---------- MATERIAL TO PROCESS

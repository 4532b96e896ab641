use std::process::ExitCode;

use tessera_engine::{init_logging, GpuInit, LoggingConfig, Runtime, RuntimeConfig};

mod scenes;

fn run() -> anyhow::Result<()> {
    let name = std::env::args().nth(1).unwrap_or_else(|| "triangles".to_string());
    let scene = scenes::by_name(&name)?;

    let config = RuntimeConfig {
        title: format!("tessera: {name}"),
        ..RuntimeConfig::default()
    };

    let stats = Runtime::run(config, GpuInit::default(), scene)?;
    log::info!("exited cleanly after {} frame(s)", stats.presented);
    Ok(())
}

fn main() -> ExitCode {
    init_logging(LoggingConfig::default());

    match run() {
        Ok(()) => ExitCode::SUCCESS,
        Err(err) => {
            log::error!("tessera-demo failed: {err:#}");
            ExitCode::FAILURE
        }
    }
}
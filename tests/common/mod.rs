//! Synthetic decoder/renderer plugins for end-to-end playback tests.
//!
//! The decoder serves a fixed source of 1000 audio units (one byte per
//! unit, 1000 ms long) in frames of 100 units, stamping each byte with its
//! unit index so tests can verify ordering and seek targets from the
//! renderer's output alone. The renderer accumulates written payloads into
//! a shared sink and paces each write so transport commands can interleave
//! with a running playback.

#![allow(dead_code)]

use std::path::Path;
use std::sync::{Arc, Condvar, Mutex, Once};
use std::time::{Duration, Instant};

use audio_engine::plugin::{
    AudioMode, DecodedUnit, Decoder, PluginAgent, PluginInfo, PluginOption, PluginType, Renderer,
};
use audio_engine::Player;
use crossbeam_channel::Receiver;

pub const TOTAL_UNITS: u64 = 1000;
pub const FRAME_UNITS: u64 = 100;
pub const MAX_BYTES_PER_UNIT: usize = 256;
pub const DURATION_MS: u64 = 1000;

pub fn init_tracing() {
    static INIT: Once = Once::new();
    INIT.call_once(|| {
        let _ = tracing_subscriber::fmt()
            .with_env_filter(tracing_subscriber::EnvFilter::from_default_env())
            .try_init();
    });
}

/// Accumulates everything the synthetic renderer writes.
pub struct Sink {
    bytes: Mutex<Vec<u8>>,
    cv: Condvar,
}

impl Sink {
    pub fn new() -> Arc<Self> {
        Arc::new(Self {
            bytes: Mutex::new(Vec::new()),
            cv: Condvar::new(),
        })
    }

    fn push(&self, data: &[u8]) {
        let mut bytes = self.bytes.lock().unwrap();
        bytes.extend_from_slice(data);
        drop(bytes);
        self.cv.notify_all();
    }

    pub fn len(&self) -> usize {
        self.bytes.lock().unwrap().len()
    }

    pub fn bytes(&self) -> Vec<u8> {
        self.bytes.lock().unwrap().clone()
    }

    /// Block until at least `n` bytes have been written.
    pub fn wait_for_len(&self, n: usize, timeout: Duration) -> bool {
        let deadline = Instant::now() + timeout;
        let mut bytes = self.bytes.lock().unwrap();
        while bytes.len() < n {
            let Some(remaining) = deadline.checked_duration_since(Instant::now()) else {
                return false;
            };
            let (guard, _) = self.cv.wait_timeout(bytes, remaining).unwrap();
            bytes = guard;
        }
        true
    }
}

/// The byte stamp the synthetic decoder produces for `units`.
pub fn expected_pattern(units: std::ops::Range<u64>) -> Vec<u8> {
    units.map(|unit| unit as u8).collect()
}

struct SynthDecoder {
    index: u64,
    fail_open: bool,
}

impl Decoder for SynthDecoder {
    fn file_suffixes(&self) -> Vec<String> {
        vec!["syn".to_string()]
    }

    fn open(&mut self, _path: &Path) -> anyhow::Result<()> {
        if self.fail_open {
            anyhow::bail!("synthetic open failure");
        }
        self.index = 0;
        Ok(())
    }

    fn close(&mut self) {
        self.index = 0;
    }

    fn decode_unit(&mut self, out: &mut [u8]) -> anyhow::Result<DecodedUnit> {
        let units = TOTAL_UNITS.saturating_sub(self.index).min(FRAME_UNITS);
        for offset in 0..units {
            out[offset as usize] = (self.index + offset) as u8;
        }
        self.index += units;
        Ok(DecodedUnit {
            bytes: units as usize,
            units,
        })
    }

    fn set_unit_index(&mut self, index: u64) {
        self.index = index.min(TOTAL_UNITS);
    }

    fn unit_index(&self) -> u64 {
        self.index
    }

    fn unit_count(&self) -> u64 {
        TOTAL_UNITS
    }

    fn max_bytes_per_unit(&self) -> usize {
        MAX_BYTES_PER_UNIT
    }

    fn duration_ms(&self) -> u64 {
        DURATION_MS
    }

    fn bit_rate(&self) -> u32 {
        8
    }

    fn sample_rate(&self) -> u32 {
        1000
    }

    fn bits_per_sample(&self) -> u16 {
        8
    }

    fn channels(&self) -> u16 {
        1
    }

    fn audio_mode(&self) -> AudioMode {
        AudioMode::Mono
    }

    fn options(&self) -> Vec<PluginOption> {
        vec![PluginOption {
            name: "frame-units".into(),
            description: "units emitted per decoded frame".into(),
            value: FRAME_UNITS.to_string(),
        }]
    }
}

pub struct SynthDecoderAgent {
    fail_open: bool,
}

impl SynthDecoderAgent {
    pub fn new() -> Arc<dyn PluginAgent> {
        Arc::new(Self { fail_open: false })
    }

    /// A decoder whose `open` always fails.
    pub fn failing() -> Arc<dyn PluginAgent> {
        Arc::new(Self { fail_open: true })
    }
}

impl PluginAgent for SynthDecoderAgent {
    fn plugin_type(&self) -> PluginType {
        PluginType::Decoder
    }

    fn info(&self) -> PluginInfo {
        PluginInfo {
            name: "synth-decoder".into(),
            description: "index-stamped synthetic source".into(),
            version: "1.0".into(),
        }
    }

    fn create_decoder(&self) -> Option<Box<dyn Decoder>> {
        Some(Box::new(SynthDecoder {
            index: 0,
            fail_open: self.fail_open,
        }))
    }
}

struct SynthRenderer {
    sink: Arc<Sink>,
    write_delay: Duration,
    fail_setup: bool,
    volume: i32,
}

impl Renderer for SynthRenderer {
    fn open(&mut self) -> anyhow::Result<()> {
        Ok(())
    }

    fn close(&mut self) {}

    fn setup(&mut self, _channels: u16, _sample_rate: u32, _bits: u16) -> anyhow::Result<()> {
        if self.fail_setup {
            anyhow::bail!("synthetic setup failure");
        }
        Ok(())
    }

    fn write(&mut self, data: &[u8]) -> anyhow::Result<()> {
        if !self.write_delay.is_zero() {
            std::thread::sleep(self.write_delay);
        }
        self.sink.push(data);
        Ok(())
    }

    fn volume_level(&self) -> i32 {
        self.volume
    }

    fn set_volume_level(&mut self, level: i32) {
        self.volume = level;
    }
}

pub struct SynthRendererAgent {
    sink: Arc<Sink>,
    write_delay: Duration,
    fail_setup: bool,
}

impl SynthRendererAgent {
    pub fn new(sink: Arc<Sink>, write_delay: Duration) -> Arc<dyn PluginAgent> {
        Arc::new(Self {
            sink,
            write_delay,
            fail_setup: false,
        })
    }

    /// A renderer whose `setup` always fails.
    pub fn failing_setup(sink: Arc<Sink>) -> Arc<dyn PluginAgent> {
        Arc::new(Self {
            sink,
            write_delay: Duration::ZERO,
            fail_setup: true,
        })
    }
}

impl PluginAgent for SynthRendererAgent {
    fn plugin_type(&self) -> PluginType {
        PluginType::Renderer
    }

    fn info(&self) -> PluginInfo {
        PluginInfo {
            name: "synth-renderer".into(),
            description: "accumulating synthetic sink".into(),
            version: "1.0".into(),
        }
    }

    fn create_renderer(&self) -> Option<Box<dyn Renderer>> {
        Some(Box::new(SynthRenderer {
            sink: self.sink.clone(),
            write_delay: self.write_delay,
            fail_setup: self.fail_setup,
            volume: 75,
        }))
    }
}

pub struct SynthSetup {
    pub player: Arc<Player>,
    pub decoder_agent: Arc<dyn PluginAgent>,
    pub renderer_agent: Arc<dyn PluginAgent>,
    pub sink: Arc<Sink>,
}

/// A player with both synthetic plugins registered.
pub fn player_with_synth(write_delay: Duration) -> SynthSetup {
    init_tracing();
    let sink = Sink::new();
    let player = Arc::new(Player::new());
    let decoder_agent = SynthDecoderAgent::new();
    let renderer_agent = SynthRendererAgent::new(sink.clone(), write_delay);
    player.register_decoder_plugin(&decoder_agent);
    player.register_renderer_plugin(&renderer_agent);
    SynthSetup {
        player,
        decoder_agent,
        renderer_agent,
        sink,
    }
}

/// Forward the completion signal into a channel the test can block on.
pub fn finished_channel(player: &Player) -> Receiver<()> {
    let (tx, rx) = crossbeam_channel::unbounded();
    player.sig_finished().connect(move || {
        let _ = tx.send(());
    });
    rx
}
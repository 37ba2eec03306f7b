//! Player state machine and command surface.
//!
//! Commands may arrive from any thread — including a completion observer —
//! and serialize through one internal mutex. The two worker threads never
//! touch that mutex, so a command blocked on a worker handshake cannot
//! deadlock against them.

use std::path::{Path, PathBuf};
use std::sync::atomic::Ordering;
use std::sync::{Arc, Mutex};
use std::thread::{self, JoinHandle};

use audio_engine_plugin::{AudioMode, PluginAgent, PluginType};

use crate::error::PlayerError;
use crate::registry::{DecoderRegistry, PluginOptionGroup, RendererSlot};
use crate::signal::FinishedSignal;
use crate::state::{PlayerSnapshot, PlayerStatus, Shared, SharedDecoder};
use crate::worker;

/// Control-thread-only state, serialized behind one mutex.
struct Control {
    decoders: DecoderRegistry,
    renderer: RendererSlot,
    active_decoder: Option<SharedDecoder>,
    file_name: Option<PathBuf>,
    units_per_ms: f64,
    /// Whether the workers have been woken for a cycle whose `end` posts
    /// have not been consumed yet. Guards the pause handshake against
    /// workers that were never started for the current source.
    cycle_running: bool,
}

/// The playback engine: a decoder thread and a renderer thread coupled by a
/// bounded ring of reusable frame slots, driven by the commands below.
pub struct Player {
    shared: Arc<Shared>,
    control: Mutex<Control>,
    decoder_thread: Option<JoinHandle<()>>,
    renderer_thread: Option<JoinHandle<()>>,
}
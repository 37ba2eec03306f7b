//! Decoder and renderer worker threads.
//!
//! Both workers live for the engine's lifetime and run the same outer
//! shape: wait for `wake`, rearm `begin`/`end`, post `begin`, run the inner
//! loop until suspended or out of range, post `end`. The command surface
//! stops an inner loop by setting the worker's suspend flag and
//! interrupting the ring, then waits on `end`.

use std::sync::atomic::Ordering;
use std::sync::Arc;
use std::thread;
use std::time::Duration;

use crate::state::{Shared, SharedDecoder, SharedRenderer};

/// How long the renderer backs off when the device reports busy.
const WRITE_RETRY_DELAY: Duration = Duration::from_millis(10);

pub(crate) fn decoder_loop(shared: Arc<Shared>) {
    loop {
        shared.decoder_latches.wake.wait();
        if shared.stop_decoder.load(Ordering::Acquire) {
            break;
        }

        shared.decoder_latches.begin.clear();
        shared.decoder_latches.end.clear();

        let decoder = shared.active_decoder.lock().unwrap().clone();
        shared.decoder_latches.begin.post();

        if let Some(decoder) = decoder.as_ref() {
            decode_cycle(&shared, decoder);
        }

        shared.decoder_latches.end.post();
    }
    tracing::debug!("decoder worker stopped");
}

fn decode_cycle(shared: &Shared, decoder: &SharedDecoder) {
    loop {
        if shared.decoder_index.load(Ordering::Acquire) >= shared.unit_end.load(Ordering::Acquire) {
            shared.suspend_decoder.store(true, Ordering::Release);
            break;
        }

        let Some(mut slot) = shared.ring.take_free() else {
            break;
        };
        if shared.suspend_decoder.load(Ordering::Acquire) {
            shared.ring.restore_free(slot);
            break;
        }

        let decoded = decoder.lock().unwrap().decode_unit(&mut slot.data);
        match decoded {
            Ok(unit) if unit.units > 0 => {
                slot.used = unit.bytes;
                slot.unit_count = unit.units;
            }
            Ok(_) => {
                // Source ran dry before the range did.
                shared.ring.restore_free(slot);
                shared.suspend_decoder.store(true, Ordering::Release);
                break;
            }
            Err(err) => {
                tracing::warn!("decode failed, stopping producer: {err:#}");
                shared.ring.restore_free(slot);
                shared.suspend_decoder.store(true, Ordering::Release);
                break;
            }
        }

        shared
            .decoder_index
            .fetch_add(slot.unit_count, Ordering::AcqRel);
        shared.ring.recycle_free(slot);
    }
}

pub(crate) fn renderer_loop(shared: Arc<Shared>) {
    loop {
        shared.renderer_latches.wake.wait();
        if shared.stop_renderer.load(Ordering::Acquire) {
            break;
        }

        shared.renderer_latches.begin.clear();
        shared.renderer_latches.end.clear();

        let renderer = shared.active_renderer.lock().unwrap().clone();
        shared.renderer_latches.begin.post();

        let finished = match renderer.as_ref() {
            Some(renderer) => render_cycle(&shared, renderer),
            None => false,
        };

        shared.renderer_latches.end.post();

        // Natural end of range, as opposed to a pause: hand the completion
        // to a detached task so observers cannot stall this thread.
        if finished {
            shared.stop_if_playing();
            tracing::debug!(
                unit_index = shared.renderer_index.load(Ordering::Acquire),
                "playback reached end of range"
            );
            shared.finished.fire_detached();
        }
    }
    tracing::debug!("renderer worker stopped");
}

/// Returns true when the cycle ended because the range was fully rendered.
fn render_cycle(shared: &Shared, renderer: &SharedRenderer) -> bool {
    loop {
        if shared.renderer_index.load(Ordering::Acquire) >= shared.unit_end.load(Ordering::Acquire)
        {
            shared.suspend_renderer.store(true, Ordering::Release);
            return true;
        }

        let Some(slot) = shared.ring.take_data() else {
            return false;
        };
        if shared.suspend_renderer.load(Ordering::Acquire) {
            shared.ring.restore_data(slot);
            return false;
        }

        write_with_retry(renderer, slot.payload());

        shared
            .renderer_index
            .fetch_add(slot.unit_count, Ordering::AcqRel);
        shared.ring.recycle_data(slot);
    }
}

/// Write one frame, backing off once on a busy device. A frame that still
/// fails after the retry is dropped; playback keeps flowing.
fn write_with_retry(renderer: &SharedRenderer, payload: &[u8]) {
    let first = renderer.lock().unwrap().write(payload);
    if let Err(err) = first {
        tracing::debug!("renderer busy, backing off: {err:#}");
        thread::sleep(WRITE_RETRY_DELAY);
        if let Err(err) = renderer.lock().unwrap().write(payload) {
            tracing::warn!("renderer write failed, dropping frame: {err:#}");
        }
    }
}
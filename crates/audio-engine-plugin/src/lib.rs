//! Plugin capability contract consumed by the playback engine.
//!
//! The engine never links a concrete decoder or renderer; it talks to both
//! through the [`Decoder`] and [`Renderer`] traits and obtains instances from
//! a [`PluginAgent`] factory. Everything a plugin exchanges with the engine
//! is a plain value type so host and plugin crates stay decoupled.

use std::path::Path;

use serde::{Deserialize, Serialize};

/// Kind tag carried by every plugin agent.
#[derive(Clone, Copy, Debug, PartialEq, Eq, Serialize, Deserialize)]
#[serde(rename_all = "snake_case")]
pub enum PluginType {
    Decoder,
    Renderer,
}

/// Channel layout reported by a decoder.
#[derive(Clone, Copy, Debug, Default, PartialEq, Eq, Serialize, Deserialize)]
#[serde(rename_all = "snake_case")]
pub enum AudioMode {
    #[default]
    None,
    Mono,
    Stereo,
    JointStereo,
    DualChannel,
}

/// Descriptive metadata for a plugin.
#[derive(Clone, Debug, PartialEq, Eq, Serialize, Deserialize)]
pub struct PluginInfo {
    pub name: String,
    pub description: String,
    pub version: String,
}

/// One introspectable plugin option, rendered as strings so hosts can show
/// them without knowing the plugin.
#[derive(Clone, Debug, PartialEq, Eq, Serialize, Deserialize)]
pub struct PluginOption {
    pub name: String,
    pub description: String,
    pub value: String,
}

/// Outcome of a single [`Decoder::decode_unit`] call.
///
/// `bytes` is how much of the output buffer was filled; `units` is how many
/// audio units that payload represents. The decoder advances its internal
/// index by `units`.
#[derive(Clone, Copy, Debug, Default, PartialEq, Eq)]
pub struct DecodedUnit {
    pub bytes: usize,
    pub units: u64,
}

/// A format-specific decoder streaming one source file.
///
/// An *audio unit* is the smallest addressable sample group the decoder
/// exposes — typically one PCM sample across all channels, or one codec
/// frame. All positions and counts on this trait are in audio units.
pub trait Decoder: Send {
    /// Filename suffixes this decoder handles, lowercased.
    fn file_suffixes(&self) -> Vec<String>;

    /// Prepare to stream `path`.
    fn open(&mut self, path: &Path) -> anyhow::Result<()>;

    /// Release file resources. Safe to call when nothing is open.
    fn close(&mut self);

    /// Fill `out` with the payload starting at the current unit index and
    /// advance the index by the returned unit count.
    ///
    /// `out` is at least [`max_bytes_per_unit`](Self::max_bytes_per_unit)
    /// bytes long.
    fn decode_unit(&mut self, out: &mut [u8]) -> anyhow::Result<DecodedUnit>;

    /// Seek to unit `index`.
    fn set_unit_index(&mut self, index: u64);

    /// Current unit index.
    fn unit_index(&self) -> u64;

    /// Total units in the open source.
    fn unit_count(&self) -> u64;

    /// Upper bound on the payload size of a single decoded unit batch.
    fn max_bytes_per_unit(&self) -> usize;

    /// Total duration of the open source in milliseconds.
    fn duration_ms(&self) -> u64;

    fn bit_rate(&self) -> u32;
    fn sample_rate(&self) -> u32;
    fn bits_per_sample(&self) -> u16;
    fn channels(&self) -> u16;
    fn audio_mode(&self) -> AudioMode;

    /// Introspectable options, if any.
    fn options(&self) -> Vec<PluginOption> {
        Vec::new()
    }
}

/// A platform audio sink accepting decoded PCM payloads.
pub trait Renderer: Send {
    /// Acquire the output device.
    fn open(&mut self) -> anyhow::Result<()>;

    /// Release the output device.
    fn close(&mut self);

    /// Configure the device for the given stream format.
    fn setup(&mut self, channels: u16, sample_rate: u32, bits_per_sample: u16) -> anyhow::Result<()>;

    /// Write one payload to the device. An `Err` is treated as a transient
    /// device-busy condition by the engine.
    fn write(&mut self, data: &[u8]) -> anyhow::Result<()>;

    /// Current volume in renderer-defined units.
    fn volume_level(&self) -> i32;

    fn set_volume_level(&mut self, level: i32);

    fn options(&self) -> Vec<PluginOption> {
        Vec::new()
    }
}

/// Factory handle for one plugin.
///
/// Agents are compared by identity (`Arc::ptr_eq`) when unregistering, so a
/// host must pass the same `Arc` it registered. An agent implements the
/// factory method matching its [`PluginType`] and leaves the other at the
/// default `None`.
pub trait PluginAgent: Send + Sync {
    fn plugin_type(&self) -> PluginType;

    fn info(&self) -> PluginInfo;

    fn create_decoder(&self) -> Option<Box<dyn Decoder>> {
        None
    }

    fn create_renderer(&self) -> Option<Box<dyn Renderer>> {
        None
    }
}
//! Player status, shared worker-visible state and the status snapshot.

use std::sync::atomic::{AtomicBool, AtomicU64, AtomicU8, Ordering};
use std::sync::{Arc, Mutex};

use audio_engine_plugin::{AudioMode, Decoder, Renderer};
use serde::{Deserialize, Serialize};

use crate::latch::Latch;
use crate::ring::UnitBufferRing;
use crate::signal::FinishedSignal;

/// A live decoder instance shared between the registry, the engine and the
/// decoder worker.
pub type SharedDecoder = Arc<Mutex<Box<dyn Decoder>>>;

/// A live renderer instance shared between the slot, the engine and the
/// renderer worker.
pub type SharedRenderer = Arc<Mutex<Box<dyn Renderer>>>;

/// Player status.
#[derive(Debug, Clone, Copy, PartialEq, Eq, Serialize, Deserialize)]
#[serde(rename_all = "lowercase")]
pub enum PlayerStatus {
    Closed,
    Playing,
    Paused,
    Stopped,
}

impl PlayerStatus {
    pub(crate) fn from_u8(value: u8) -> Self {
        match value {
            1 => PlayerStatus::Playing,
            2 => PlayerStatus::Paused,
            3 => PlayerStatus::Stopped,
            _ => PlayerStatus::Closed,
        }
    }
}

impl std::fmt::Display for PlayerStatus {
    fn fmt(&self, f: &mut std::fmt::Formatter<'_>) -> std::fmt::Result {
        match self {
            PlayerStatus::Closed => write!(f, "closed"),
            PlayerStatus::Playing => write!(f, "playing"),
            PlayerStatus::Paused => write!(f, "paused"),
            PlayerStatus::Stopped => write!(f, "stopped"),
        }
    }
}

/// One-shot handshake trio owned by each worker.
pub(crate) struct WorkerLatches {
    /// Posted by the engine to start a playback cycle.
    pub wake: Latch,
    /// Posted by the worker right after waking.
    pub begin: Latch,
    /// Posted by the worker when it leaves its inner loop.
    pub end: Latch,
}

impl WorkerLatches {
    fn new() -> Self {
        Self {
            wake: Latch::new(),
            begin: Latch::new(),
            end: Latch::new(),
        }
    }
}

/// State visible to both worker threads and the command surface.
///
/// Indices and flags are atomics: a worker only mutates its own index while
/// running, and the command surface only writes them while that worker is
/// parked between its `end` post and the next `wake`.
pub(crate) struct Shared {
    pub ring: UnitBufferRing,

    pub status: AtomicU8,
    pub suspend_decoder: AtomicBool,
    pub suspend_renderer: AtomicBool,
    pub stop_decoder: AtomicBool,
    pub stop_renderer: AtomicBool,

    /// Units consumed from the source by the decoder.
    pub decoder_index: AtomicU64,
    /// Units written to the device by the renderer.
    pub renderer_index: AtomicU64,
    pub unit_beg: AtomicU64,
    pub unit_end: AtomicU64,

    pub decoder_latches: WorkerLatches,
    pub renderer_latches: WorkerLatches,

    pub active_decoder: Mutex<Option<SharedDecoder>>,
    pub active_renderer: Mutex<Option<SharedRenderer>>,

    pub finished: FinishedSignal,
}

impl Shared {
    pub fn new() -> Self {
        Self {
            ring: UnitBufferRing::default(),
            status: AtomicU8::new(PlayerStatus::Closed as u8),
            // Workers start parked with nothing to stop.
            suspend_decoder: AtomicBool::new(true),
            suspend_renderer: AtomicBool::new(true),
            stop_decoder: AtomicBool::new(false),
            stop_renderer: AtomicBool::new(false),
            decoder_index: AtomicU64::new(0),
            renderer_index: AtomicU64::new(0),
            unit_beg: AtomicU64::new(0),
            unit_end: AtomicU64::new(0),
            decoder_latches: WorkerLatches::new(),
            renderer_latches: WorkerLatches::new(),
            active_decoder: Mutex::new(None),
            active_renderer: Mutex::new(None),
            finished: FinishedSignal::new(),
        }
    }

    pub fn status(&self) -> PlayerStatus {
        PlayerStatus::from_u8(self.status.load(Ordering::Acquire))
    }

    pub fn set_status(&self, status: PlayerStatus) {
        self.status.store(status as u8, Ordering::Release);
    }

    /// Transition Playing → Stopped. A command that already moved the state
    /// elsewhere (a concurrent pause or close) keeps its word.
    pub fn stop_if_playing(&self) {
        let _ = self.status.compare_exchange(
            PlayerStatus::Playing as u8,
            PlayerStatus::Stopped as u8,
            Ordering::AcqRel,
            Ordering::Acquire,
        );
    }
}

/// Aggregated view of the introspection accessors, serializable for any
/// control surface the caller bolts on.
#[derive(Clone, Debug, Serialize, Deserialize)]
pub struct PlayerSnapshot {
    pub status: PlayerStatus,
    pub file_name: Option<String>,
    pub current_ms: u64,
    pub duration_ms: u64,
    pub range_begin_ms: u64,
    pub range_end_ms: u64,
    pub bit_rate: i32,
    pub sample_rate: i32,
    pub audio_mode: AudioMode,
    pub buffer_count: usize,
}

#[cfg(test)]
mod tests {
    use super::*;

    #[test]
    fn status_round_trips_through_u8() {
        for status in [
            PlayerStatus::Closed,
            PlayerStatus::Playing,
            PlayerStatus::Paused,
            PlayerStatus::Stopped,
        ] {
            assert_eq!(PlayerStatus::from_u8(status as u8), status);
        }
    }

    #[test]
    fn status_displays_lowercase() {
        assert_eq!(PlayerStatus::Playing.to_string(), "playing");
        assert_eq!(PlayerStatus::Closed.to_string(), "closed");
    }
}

--------------------

Search the data for "written" and list every line in which it occurs.

**SOLUTION FOR THIS EXERCISE**
//! renderer's output alone. The renderer accumulates written payloads into
    /// Block until at least `n` bytes have been written.
    /// Units written to the device by the renderer.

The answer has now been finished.